"Faysal Bey'i emniyete alalım arkadaşlar. İfadesi resmi kayıtlara geçsin."Faysal Bey, polis memurları ona dokunmasın diye toplantı salonun diğer ucuna doğru koşarken, "Hayır!" dedi, küçük bir çocuk gibi. "Hayır, olmaz!"
"Neden korkuyorsunuz?" diye sordu, Ragıp Bey. O kadar sakin konuşuyordu ki, Arhan tedirgin olmuştu. Kendinden biliyordu çünkü. Öfkesini göstermesi gereken yerde göstermez, hiç beklenmeyen bir anda patlayıverirdi. "Çıkarken birisi sizi görür diye mi? Oysaki... Bunu yaparken hiç utanmamıştınız."
"Size anlattım, Ragıp Bey! Aileme zarar gelmesin diye kabul etmek zorunda bırakıldım! Bunun hiçbir önemi yok mu?"
Arhan, amcasının yüzüne bakarak konuşmak istedi ama düşüncesi bile midesini bulandırmıştı. Bu yüzden hayal kırıklığıyla dolu bakışlarını saklamak istercesine gözlerini yumdu. "Yine de ailemize zarar verdin..."
"Beyler!" diye uyardı, Ragıp Bey. Bir an önce Faysal Bey'in bu odadan çıkmasını ve Arhan'la bir kritik yapmayı istiyordu. Faysal Bey'in hem yalan, hem de birçok şeyi eksik söylediğine adı gibi emindi.
"Tabi müdürüm." Cihangir, kendi göreviymiş gibi memurlardan önce hışımla Faysal Bey'in üstüne yürürken, o da kollarından tutulmamak için ellerini koltuk altına sokmuştu.
"Oğlum sen manyak mısın? Uyuşturucu madde ticaretinden almıyoruz Faysal Bey'i, ihaleye fesat karıştırmadan ifade verecek! Çek ellerini adamın üstünden. Bak hala kelepçelemeye çalışıyor, bıraksana, serbest çıkacak binadan."
"Ya baba!"
"Cihangir, işleri zorlaştırıyorsun. Geri çekil, müsaade et arkadaşlara."
Cihangir, nefret dolu bakışlarını bir olsun Faysal Bey'in üstünden ayırmadan, odadan çıkmasını izledi. Ardından, aklına bir şey gelmiş gibi hızla Arhan'ın üstüne yürümüştü. "Doğru mu söylüyor?!"
"İhale için benden gizli rüşvet almış, doğruyu söyleyip söylemediğini nereden bilebilirim?" dedi, Arhan gergin bir sesle. Cihangir'le burun buruna gelmişti ve erkeklik gururu, ne durumda olursa olsun, ne yaşanırsa yaşansın; altta kalmaması gerektiğini söylüyordu ona. Bu yüzden başı dikti, kendisine gelecek en ufak bir sözde, yapması gerekeni yapacak gibi bakıyordu Cihangir'e.
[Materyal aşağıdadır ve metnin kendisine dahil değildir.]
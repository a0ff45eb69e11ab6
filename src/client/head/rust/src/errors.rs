/* src/client/head/rust/src/errors.rs */

use std::fmt;

#[derive(Debug, Clone, PartialEq, Eq)]
pub enum HeadError {
  /// A structured-data block could not be turned into a JSON-LD document.
  Serialization { id: String, reason: String },
  /// The handle was already released or never issued by this engine.
  UnknownHandle(u64),
}

impl HeadError {
  pub fn serialization(id: impl Into<String>, reason: impl Into<String>) -> Self {
    Self::Serialization { id: id.into(), reason: reason.into() }
  }
}

impl fmt::Display for HeadError {
  fn fmt(&self, f: &mut fmt::Formatter<'_>) -> fmt::Result {
    match self {
      Self::Serialization { id, reason } => {
        write!(f, "SERIALIZATION_ERROR: structured data \"{id}\": {reason}")
      }
      Self::UnknownHandle(id) => write!(f, "UNKNOWN_HANDLE: head handle {id} is not active"),
    }
  }
}

impl std::error::Error for HeadError {}
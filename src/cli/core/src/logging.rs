/* src/cli/core/src/logging.rs */

use tracing_subscriber::EnvFilter;

pub const LOG_ENV: &str = "GIG_LOG";

/// Diagnostics go to stderr so `gig head` output can be piped. `-v` forces
/// debug; otherwise `GIG_LOG` decides, defaulting to warn.
pub fn init(verbose: bool) {
  let filter = if verbose {
    EnvFilter::new("debug")
  } else {
    EnvFilter::try_from_env(LOG_ENV).unwrap_or_else(|_| EnvFilter::new("warn"))
  };
  let _ = tracing_subscriber::fmt()
    .with_env_filter(filter)
    .with_writer(std::io::stderr)
    .with_target(false)
    .try_init();
}
/* src/client/binding/rust/src/binding.rs */

use gig_head::{ApplyReport, DocumentHead, HeadError, HeadHandle, HeadSyncEngine};
use gig_locale::Locale;

use crate::site::SiteConfig;
use crate::views::ContentView;

/// Result of one [`ContentBinding::sync`] call.
#[derive(Debug, Clone, PartialEq, Eq)]
pub enum SyncOutcome {
  /// The intent was (re)applied.
  Applied(ApplyReport),
  /// Neither the locale nor the input changed since the last apply.
  Unchanged,
  /// The view has nothing to publish yet.
  Pending,
}

/// One mounted view, memoized on `(locale, input)`.
#[derive(Debug)]
pub struct ContentBinding<V: ContentView> {
  view: V,
  input: V::Input,
  applied: Option<(Locale, V::Input)>,
  handle: Option<HeadHandle>,
  applies: u64,
}

impl<V: ContentView> ContentBinding<V> {
  pub fn new(view: V, input: V::Input) -> Self {
    Self { view, input, applied: None, handle: None, applies: 0 }
  }

  pub fn input(&self) -> &V::Input {
    &self.input
  }

  /// How many times this binding has handed an intent to the engine.
  pub fn applies(&self) -> u64 {
    self.applies
  }

  pub fn is_applied(&self) -> bool {
    self.handle.is_some()
  }

  /// Replace the input. Returns whether it differs from the current one;
  /// nothing reaches the engine until the next `sync`.
  pub fn set_input(&mut self, input: V::Input) -> bool {
    if input == self.input {
      return false;
    }
    self.input = input;
    true
  }

  /// Apply the view's intent if the locale or input changed since the last
  /// successful apply.
  pub fn sync<D: DocumentHead>(
    &mut self,
    engine: &mut HeadSyncEngine<D>,
    site: &SiteConfig,
    locale: Locale,
  ) -> SyncOutcome {
    let unchanged = self
      .applied
      .as_ref()
      .is_some_and(|(applied_locale, applied_input)| {
        *applied_locale == locale && *applied_input == self.input
      });
    if unchanged {
      return SyncOutcome::Unchanged;
    }

    let Some(intent) = self.view.intent(site, locale, &self.input) else {
      // withdrawn input: nothing published for the old one may linger
      if let Some(handle) = self.handle.take() {
        let removed = engine.release(handle);
        tracing::debug!(locale = %locale, removed, "content binding withdrawn");
      }
      self.applied = None;
      return SyncOutcome::Pending;
    };

    let report = match &self.handle {
      Some(handle) => match engine.update(handle, &intent) {
        Ok(report) => report,
        Err(HeadError::UnknownHandle(id)) => {
          tracing::warn!(handle = id, "head handle no longer active; re-applying");
          let (handle, report) = engine.apply(&intent);
          self.handle = Some(handle);
          report
        }
        Err(err) => {
          tracing::warn!(%err, "head update failed");
          return SyncOutcome::Pending;
        }
      },
      None => {
        let (handle, report) = engine.apply(&intent);
        self.handle = Some(handle);
        report
      }
    };

    self.applies += 1;
    self.applied = Some((locale, self.input.clone()));
    tracing::debug!(locale = %locale, applies = self.applies, "content binding applied");
    SyncOutcome::Applied(report)
  }

  /// Release the head nodes this binding owns. Consuming `self` makes a
  /// second release impossible.
  pub fn unmount<D: DocumentHead>(self, engine: &mut HeadSyncEngine<D>) -> usize {
    match self.handle {
      Some(handle) => engine.release(handle),
      None => 0,
    }
  }
}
"Senin amcan değil mi? Nasıl bilmiyorsun, daha doğrusu nasıl tanımıyorsun?"
"Amcamın doğruyu söyleyip söylemediğini bilmemem anormal ama onun rüşvet alması olağan bir durum mu, memur bey?"
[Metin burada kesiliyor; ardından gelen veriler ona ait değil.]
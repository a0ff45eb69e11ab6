/* src/client/binding/rust/src/errors.rs */

use std::fmt;

use gig_locale::LocaleError;

#[derive(Debug, Clone, PartialEq, Eq)]
pub enum BindingError {
  UnknownView(u64),
  /// `set_input` was called with an input type the view does not take.
  ViewTypeMismatch(u64),
  Config(String),
  Locale(LocaleError),
}

impl fmt::Display for BindingError {
  fn fmt(&self, f: &mut fmt::Formatter<'_>) -> fmt::Result {
    match self {
      Self::UnknownView(id) => write!(f, "view {id} is not mounted"),
      Self::ViewTypeMismatch(id) => write!(f, "view {id} does not accept this input type"),
      Self::Config(msg) => write!(f, "invalid site config: {msg}"),
      Self::Locale(err) => err.fmt(f),
    }
  }
}

impl std::error::Error for BindingError {}

impl From<LocaleError> for BindingError {
  fn from(err: LocaleError) -> Self {
    Self::Locale(err)
  }
}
"Başkomiser," diye düzeltti, buz gibi bir tınıyla.
Arhan gülümsedi. "Ve sanırım, biriminizle alakası olmayan bir olayın içine dâhil olmaya çalışıyorsunuz. Tehdit olarak algılamayın ama-..."
"Ahh, kesinlikle tehdit olarak algılayacağım, devam et Arhan Bakırcı!"
"Şşşşş şşşş!" Ragıp Bey, masanın ucundan hızlı adımlarla Cihangir ve Arhan'a doğru yürüdü. Elleriyle ikisinin göğsüne doğru hafif bir baskı uygulayarak, birbirlerinden uzaklaşmasını sağlarken, oğluna bakmıştı. "Narkotiğin ne işi var dediğimde, tam olarak bundan bahsediyordum. Yol yordam bilen insana denk gelirsen böyle olur işte." Ardından, Arhan'a dönmüştü. "Sen de o rica gibi gözüken ama tehdit olduğuna kalıbımı basacağım cümleye devam etme. Evet, Cihangir'in bu olayla alakası var, fakat müdahale etmeye hakkı yok."
"Tamam baba, sakin olacağım. Geri çekilebilirsin."
"Arhan, sen?"
"Ben en başından beri sakindim. Bana düşmanca tavır sergileyen ve suçlayan kişi oğlunuzdu."